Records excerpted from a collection
* * * * *
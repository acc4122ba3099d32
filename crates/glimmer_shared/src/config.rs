//! # Trail Configuration
//!
//! Loaded once at startup from TOML. Every section and field is optional;
//! anything missing falls back to [`crate::constants`].
//!
//! ```toml
//! palette = ["#00ff88", "#00d4ff", "#ff00ff", "#ffdd00"]
//! seed = 42
//!
//! [spawn]
//! threshold = 2.0
//! max_particles = 80
//!
//! [physics]
//! gravity = 0.02
//! friction = 0.98
//!
//! [links]
//! radius = 60.0
//! ```

use std::path::Path;

use serde::{Deserialize, Serialize};

use crate::color::Color;
use crate::constants;
use crate::error::{ConfigError, ConfigResult};

/// Complete configuration of one cursor trail.
#[derive(Debug, Clone, PartialEq, Serialize, Deserialize)]
#[serde(default, deny_unknown_fields)]
pub struct TrailConfig {
    /// Colours new particles are drawn from, uniformly.
    pub palette: Vec<Color>,
    /// RNG seed; `None` seeds from OS entropy.
    #[serde(skip_serializing_if = "Option::is_none")]
    pub seed: Option<u64>,
    /// When and how particles are born.
    pub spawn: SpawnConfig,
    /// Per-tick motion.
    pub physics: PhysicsConfig,
    /// Proximity lines.
    pub links: LinkConfig,
    /// Disc and halo look.
    pub glow: GlowConfig,
    /// Overlay surface properties.
    pub surface: SurfaceConfig,
}

impl Default for TrailConfig {
    fn default() -> Self {
        Self {
            palette: constants::PALETTE.iter().copied().map(Color::from_rgb_u32).collect(),
            seed: None,
            spawn: SpawnConfig::default(),
            physics: PhysicsConfig::default(),
            links: LinkConfig::default(),
            glow: GlowConfig::default(),
            surface: SurfaceConfig::default(),
        }
    }
}

impl TrailConfig {
    /// Parses and validates a config from TOML text.
    ///
    /// # Errors
    ///
    /// Returns [`ConfigError::Parse`] for malformed TOML and any
    /// validation error from [`TrailConfig::validate`].
    pub fn from_toml_str(text: &str) -> ConfigResult<Self> {
        let config: Self = toml::from_str(text)?;
        config.validate()?;
        Ok(config)
    }

    /// Reads, parses and validates a config file.
    ///
    /// # Errors
    ///
    /// Returns [`ConfigError::Io`] if the file cannot be read, otherwise
    /// the same errors as [`TrailConfig::from_toml_str`].
    pub fn from_file(path: impl AsRef<Path>) -> ConfigResult<Self> {
        let path = path.as_ref();
        let text = std::fs::read_to_string(path).map_err(|source| ConfigError::Io {
            path: path.to_path_buf(),
            source,
        })?;
        Self::from_toml_str(&text)
    }

    /// Serializes back to TOML.
    ///
    /// # Errors
    ///
    /// Only fails if the TOML serializer rejects a value, which the
    /// schema does not produce.
    pub fn to_toml_string(&self) -> Result<String, toml::ser::Error> {
        toml::to_string_pretty(self)
    }

    /// Checks every range the engine relies on.
    ///
    /// # Errors
    ///
    /// Returns the first violated constraint.
    pub fn validate(&self) -> ConfigResult<()> {
        if self.palette.is_empty() {
            return Err(ConfigError::EmptyPalette);
        }
        self.spawn.validate()?;
        self.physics.validate()?;
        self.links.validate()?;
        self.glow.validate()
    }
}

/// Spawn rule parameters.
#[derive(Debug, Clone, PartialEq, Serialize, Deserialize)]
#[serde(default, deny_unknown_fields)]
pub struct SpawnConfig {
    /// Pointer speed (px/tick) that must be exceeded to spawn.
    pub threshold: f32,
    /// Ceiling on live particles.
    pub max_particles: usize,
    /// Spawned particles per px/tick of pointer speed.
    pub count_factor: f32,
    /// Cap on particles spawned per tick.
    pub max_per_tick: u32,
    /// Full width of the positional jitter square.
    pub jitter: f32,
    /// Initial speed per px/tick of pointer speed.
    pub speed_factor: f32,
    /// Cap on the base initial speed.
    pub max_base_speed: f32,
    /// Lower bound of the random speed multiplier.
    pub speed_scale_min: f32,
    /// Upper bound (exclusive) of the random speed multiplier.
    pub speed_scale_max: f32,
    /// Upper bound of the random upward kick.
    pub upward_kick: f32,
    /// Shortest lifetime in ticks.
    pub lifetime_min: u32,
    /// Longest lifetime in ticks (exclusive).
    pub lifetime_max: u32,
    /// Smallest base radius in pixels.
    pub size_min: f32,
    /// Largest base radius in pixels (exclusive).
    pub size_max: f32,
}

impl Default for SpawnConfig {
    fn default() -> Self {
        Self {
            threshold: constants::SPAWN_THRESHOLD,
            max_particles: constants::MAX_PARTICLES,
            count_factor: constants::SPAWN_COUNT_FACTOR,
            max_per_tick: constants::MAX_SPAWN_PER_TICK,
            jitter: constants::SPAWN_JITTER,
            speed_factor: constants::SPEED_FACTOR,
            max_base_speed: constants::MAX_BASE_SPEED,
            speed_scale_min: constants::SPEED_SCALE_MIN,
            speed_scale_max: constants::SPEED_SCALE_MAX,
            upward_kick: constants::UPWARD_KICK,
            lifetime_min: constants::LIFETIME_MIN,
            lifetime_max: constants::LIFETIME_MAX,
            size_min: constants::SIZE_MIN,
            size_max: constants::SIZE_MAX,
        }
    }
}

impl SpawnConfig {
    fn validate(&self) -> ConfigResult<()> {
        if self.max_particles == 0 || self.max_particles > constants::MAX_PARTICLES_LIMIT {
            return Err(ConfigError::invalid(
                "spawn.max_particles",
                format!("{} is outside [1, {}]", self.max_particles, constants::MAX_PARTICLES_LIMIT),
            ));
        }
        if self.lifetime_min == 0 || self.lifetime_min >= self.lifetime_max {
            return Err(ConfigError::invalid(
                "spawn.lifetime_min",
                format!("need 0 < {} < lifetime_max {}", self.lifetime_min, self.lifetime_max),
            ));
        }
        check_range("spawn.size_min", self.size_min, self.size_max)?;
        check_range("spawn.speed_scale_min", self.speed_scale_min, self.speed_scale_max)?;
        check_non_negative("spawn.threshold", self.threshold)?;
        check_non_negative("spawn.count_factor", self.count_factor)?;
        check_non_negative("spawn.jitter", self.jitter)?;
        check_non_negative("spawn.speed_factor", self.speed_factor)?;
        check_non_negative("spawn.max_base_speed", self.max_base_speed)?;
        check_non_negative("spawn.upward_kick", self.upward_kick)
    }
}

/// Per-tick motion parameters.
#[derive(Debug, Clone, PartialEq, Serialize, Deserialize)]
#[serde(default, deny_unknown_fields)]
pub struct PhysicsConfig {
    /// Downward acceleration in px/tick².
    pub gravity: f32,
    /// Velocity damping factor, in `(0, 1]`.
    pub friction: f32,
    /// Also damp the vertical component (off: gravity is undamped).
    pub damp_vertical: bool,
}

impl Default for PhysicsConfig {
    fn default() -> Self {
        Self {
            gravity: constants::GRAVITY,
            friction: constants::FRICTION,
            damp_vertical: false,
        }
    }
}

impl PhysicsConfig {
    fn validate(&self) -> ConfigResult<()> {
        if self.friction.is_nan() || self.friction <= 0.0 || self.friction > 1.0 {
            return Err(ConfigError::invalid(
                "physics.friction",
                format!("{} is outside (0, 1]", self.friction),
            ));
        }
        if !self.gravity.is_finite() {
            return Err(ConfigError::invalid("physics.gravity", "must be finite"));
        }
        Ok(())
    }
}

/// Proximity line parameters.
#[derive(Debug, Clone, PartialEq, Serialize, Deserialize)]
#[serde(default, deny_unknown_fields)]
pub struct LinkConfig {
    /// Pairs strictly closer than this (px) are linked.
    pub radius: f32,
    /// Alpha of a zero-length link between full-life particles.
    pub max_alpha: f32,
    /// Stroke width in pixels.
    pub width: f32,
}

impl Default for LinkConfig {
    fn default() -> Self {
        Self {
            radius: constants::LINK_RADIUS,
            max_alpha: constants::LINK_MAX_ALPHA,
            width: constants::LINK_WIDTH,
        }
    }
}

impl LinkConfig {
    fn validate(&self) -> ConfigResult<()> {
        check_non_negative("links.radius", self.radius)?;
        check_unit("links.max_alpha", self.max_alpha)?;
        check_non_negative("links.width", self.width)
    }
}

/// Disc and halo appearance.
#[derive(Debug, Clone, PartialEq, Serialize, Deserialize)]
#[serde(default, deny_unknown_fields)]
pub struct GlowConfig {
    /// Core disc alpha at full life.
    pub core_alpha: f32,
    /// Core disc blur radius.
    pub core_blur: f32,
    /// Halo disc alpha at full life.
    pub halo_alpha: f32,
    /// Halo disc blur radius.
    pub halo_blur: f32,
    /// Halo radius relative to the core.
    pub halo_scale: f32,
}

impl Default for GlowConfig {
    fn default() -> Self {
        Self {
            core_alpha: constants::CORE_ALPHA,
            core_blur: constants::CORE_BLUR,
            halo_alpha: constants::HALO_ALPHA,
            halo_blur: constants::HALO_BLUR,
            halo_scale: constants::HALO_SCALE,
        }
    }
}

impl GlowConfig {
    fn validate(&self) -> ConfigResult<()> {
        check_unit("glow.core_alpha", self.core_alpha)?;
        check_unit("glow.halo_alpha", self.halo_alpha)?;
        check_non_negative("glow.core_blur", self.core_blur)?;
        check_non_negative("glow.halo_blur", self.halo_blur)?;
        check_non_negative("glow.halo_scale", self.halo_scale)
    }
}

/// How the overlay composites with the page underneath.
#[derive(Debug, Clone, Copy, PartialEq, Eq, Default, Serialize, Deserialize)]
#[serde(rename_all = "lowercase")]
pub enum BlendMode {
    /// Plain source-over.
    Normal,
    /// Screen blending; overlapping neon brightens.
    #[default]
    Screen,
    /// Additive blending.
    Additive,
}

/// Overlay surface properties.
#[derive(Debug, Clone, PartialEq, Serialize, Deserialize)]
#[serde(default, deny_unknown_fields)]
pub struct SurfaceConfig {
    /// Compositing mode.
    pub blend: BlendMode,
    /// Let pointer input fall through to the page underneath.
    pub pointer_passthrough: bool,
    /// Stacking layer above page content.
    pub layer: i32,
}

impl Default for SurfaceConfig {
    fn default() -> Self {
        Self {
            blend: BlendMode::Screen,
            pointer_passthrough: true,
            layer: constants::OVERLAY_LAYER,
        }
    }
}

fn check_non_negative(field: &'static str, value: f32) -> ConfigResult<()> {
    if value.is_finite() && value >= 0.0 {
        Ok(())
    } else {
        Err(ConfigError::invalid(field, format!("{value} must be finite and >= 0")))
    }
}

fn check_unit(field: &'static str, value: f32) -> ConfigResult<()> {
    if (0.0..=1.0).contains(&value) {
        Ok(())
    } else {
        Err(ConfigError::invalid(field, format!("{value} is outside [0, 1]")))
    }
}

fn check_range(field: &'static str, min: f32, max: f32) -> ConfigResult<()> {
    check_non_negative(field, min)?;
    if min < max && max.is_finite() {
        Ok(())
    } else {
        Err(ConfigError::invalid(field, format!("empty range [{min}, {max})")))
    }
}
* * * * *
**REQUIRED ACTION**.
What are the lines of the data above that include the string "random"? Copy them.

**RESPONSE BOX**.
    /// Lower bound of the random speed multiplier.
    /// Upper bound (exclusive) of the random speed multiplier.
    /// Upper bound of the random upward kick.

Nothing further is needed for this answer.